Mentoring Managers who are visionary leaders constantly mentor their staff. It's their role to recognize talent and groom employees for positions of additional responsibility. They contribute to the professional development of their employees by conducting performance appraisals and encouraging personal growth and increased productivity. Gathering Information It's the manager's role to gather all relevant information. Managers stay in touch with their superiors and are aware of new trends that might be implemented in the future. They maintain an "open-door" policy with their employees to keep up-to-date with issues that might be causing resentment or discontent among them. Evaluating Information It's also the manager's role to evaluate information when it is received, to determine who should receive the information and how it will be communicated. Managers use their judgment to decide what is relevant to pass on to their supervisors and what to share with their workers. Communicating Managers must communicate information at the most suitable time, using the most appropriate method of communication whether it be face-to-face at a meeting, via electronic technology or in print. Decision-Making Managers are constantly involved in decision-making, whether it's for smaller issues such as what time workers will take their breaks or for more important matters such as firing an employee for a transgression. The decision-making role is a critical one and involves resource allocation and negotiation. Building Relationships A vital management role revolves around the interpersonal relationships managers have with their subordinates and with their superiors. A manager's level of competency is directly related to the success of these relationships. Managers who develop a climate of trust find it easier to do their job. It's easier for them to get their workers to follow directions and it's easier to take direction from their supervisors. Controlling Climate Managers are also responsible for facilitating healthy interpersonal relationships among staff members. Employees are more productive when the relationships in the workplace are supportive and collaborative instead of filled with poisonous back-stabbing. It's the role of the manager to foster a positive climate.
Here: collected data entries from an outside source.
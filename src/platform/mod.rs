//! Platform model for Eclipse distribution downloads.
//!
//! Spoofax ships the Eclipse language workbench for four OS/architecture
//! combinations, each with and without an embedded JVM. This module names
//! those combinations and knows how each one is packaged.

mod detection;

use anyhow::Result;
use serde::Serialize;
use std::fmt;
use std::str::FromStr;

pub use detection::{HostDetector, PlatformDetector};

/// Operating systems shown in download tables.
#[derive(Debug, Clone, Copy, PartialEq, Eq, Hash)]
pub enum Os {
    Windows,
    Linux,
    Macos,
}

impl Os {
    /// Font Awesome icon shortcode rendered by the documentation theme.
    pub fn icon(self) -> &'static str {
        match self {
            Os::Windows => ":fontawesome-brands-windows:",
            Os::Linux => ":fontawesome-brands-linux:",
            Os::Macos => ":fontawesome-brands-apple:",
        }
    }

    pub fn name(self) -> &'static str {
        match self {
            Os::Windows => "Windows",
            Os::Linux => "Linux",
            Os::Macos => "macOS",
        }
    }

    /// Icon followed by the OS name, e.g. `:fontawesome-brands-linux: Linux`.
    pub fn label(self) -> String {
        format!("{} {}", self.icon(), self.name())
    }
}

/// Display labels per OS, exposed to templates as `os`.
#[derive(Debug, Clone, PartialEq, Serialize)]
pub struct OsLabels {
    pub windows: String,
    pub linux: String,
    pub macos: String,
}

impl Default for OsLabels {
    fn default() -> Self {
        Self {
            windows: Os::Windows.label(),
            linux: Os::Linux.label(),
            macos: Os::Macos.label(),
        }
    }
}

/// Whether an Eclipse download embeds a JVM.
#[derive(Debug, Clone, Copy, PartialEq, Eq, Hash, Default)]
pub enum Bundle {
    #[default]
    Base,
    Jre,
}

/// A distributable OS/architecture combination.
#[derive(Debug, Clone, Copy, PartialEq, Eq, Hash)]
pub enum PlatformVariant {
    MacosX64,
    LinuxX64,
    WindowsX64,
    WindowsX86,
}

impl PlatformVariant {
    /// All variants, in the order download tables list them.
    pub const ALL: [PlatformVariant; 4] = [
        PlatformVariant::MacosX64,
        PlatformVariant::LinuxX64,
        PlatformVariant::WindowsX64,
        PlatformVariant::WindowsX86,
    ];

    pub fn os(self) -> Os {
        match self {
            PlatformVariant::MacosX64 => Os::Macos,
            PlatformVariant::LinuxX64 => Os::Linux,
            PlatformVariant::WindowsX64 | PlatformVariant::WindowsX86 => Os::Windows,
        }
    }

    pub fn bits(self) -> u8 {
        match self {
            PlatformVariant::WindowsX86 => 32,
            _ => 64,
        }
    }

    /// Key used for this variant in template variables (`macos_64`, ...).
    pub fn key(self) -> &'static str {
        match self {
            PlatformVariant::MacosX64 => "macos_64",
            PlatformVariant::LinuxX64 => "linux_64",
            PlatformVariant::WindowsX64 => "windows_64",
            PlatformVariant::WindowsX86 => "windows_32",
        }
    }

    /// Maven classifier stem of the Eclipse distribution.
    pub fn classifier_stem(self) -> &'static str {
        match self {
            PlatformVariant::MacosX64 => "macosx-x64",
            PlatformVariant::LinuxX64 => "linux-x64",
            PlatformVariant::WindowsX64 => "windows-x64",
            PlatformVariant::WindowsX86 => "windows-x86",
        }
    }

    /// Maven classifier, with the `-jre` suffix for JVM bundles.
    pub fn classifier(self, bundle: Bundle) -> String {
        match bundle {
            Bundle::Base => self.classifier_stem().to_string(),
            Bundle::Jre => format!("{}-jre", self.classifier_stem()),
        }
    }

    pub fn archive_ext(self) -> &'static str {
        match self.os() {
            Os::Macos | Os::Linux => "tar.gz",
            Os::Windows => "zip",
        }
    }

    /// Human readable link text, e.g. `Windows 32-bit with embedded JVM`.
    pub fn label(self, bundle: Bundle) -> String {
        let base = format!("{} {}-bit", self.os().name(), self.bits());
        match bundle {
            Bundle::Base => base,
            Bundle::Jre => format!("{} with embedded JVM", base),
        }
    }
}

impl fmt::Display for PlatformVariant {
    fn fmt(&self, f: &mut fmt::Formatter<'_>) -> fmt::Result {
        f.write_str(self.key())
    }
}

impl FromStr for PlatformVariant {
    type Err = anyhow::Error;

    fn from_str(s: &str) -> Result<Self, Self::Err> {
        let needle = s.trim().to_ascii_lowercase();
        PlatformVariant::ALL
            .into_iter()
            .find(|v| v.key() == needle || v.classifier_stem() == needle)
            .ok_or_else(|| {
                anyhow::anyhow!(
                    "Unknown platform '{}'. Expected one of: macos_64, linux_64, windows_64, windows_32",
                    s
                )
            })
    }
}

#[cfg(test)]
mod tests {
    use super::*;

    #[test]
    fn test_os_labels() {
        let labels = OsLabels::default();
        assert_eq!(labels.windows, ":fontawesome-brands-windows: Windows");
        assert_eq!(labels.linux, ":fontawesome-brands-linux: Linux");
        assert_eq!(labels.macos, ":fontawesome-brands-apple: macOS");
    }

    #[test]
    fn test_classifier_with_jre() {
        assert_eq!(
            PlatformVariant::MacosX64.classifier(Bundle::Jre),
            "macosx-x64-jre"
        );
        assert_eq!(
            PlatformVariant::WindowsX86.classifier(Bundle::Base),
            "windows-x86"
        );
    }

    #[test]
    fn test_archive_ext_per_os() {
        assert_eq!(PlatformVariant::MacosX64.archive_ext(), "tar.gz");
        assert_eq!(PlatformVariant::LinuxX64.archive_ext(), "tar.gz");
        assert_eq!(PlatformVariant::WindowsX64.archive_ext(), "zip");
        assert_eq!(PlatformVariant::WindowsX86.archive_ext(), "zip");
    }

    #[test]
    fn test_labels() {
        assert_eq!(PlatformVariant::MacosX64.label(Bundle::Base), "macOS 64-bit");
        assert_eq!(
            PlatformVariant::WindowsX86.label(Bundle::Jre),
            "Windows 32-bit with embedded JVM"
        );
    }

    #[test]
    fn test_from_str_accepts_keys_and_classifiers() {
        assert_eq!(
            "linux_64".parse::<PlatformVariant>().unwrap(),
            PlatformVariant::LinuxX64
        );
        assert_eq!(
            "Windows-X86".parse::<PlatformVariant>().unwrap(),
            PlatformVariant::WindowsX86
        );
        assert!("solaris_64".parse::<PlatformVariant>().is_err());
    }

    #[test]
    fn test_display_roundtrips_through_from_str() {
        for variant in PlatformVariant::ALL {
            assert_eq!(variant.to_string().parse::<PlatformVariant>().unwrap(), variant);
        }
    }
}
Planning: Mapping out exactly how to achieve particular goals, generating plans for actions, and deciding what needs to happen in the future (today, next week, next month, next year, or over the next five years). Organizing: Implementing patterns of relationships among workers and making optimum use of resources to carry out plans. Resourcing encompasses the deployment and manipulation of human resources, financial resources, technological resources and natural resources. Staffing: Job analysis, recruitment and hiring for appropriate jobs. A human resources department is essential to accomplishing this goal. Leading/directing: Determining what needs to be done and getting people to do it. Controlling/monitoring: Checking progress against plans and taking any corrective actions necessary to make sure that plans remain on track. Motivation: Motivation is a basic function of management because employees cannot work effectively without motivation. Without motivation, employees may not contribute to other organizational functions and priorities.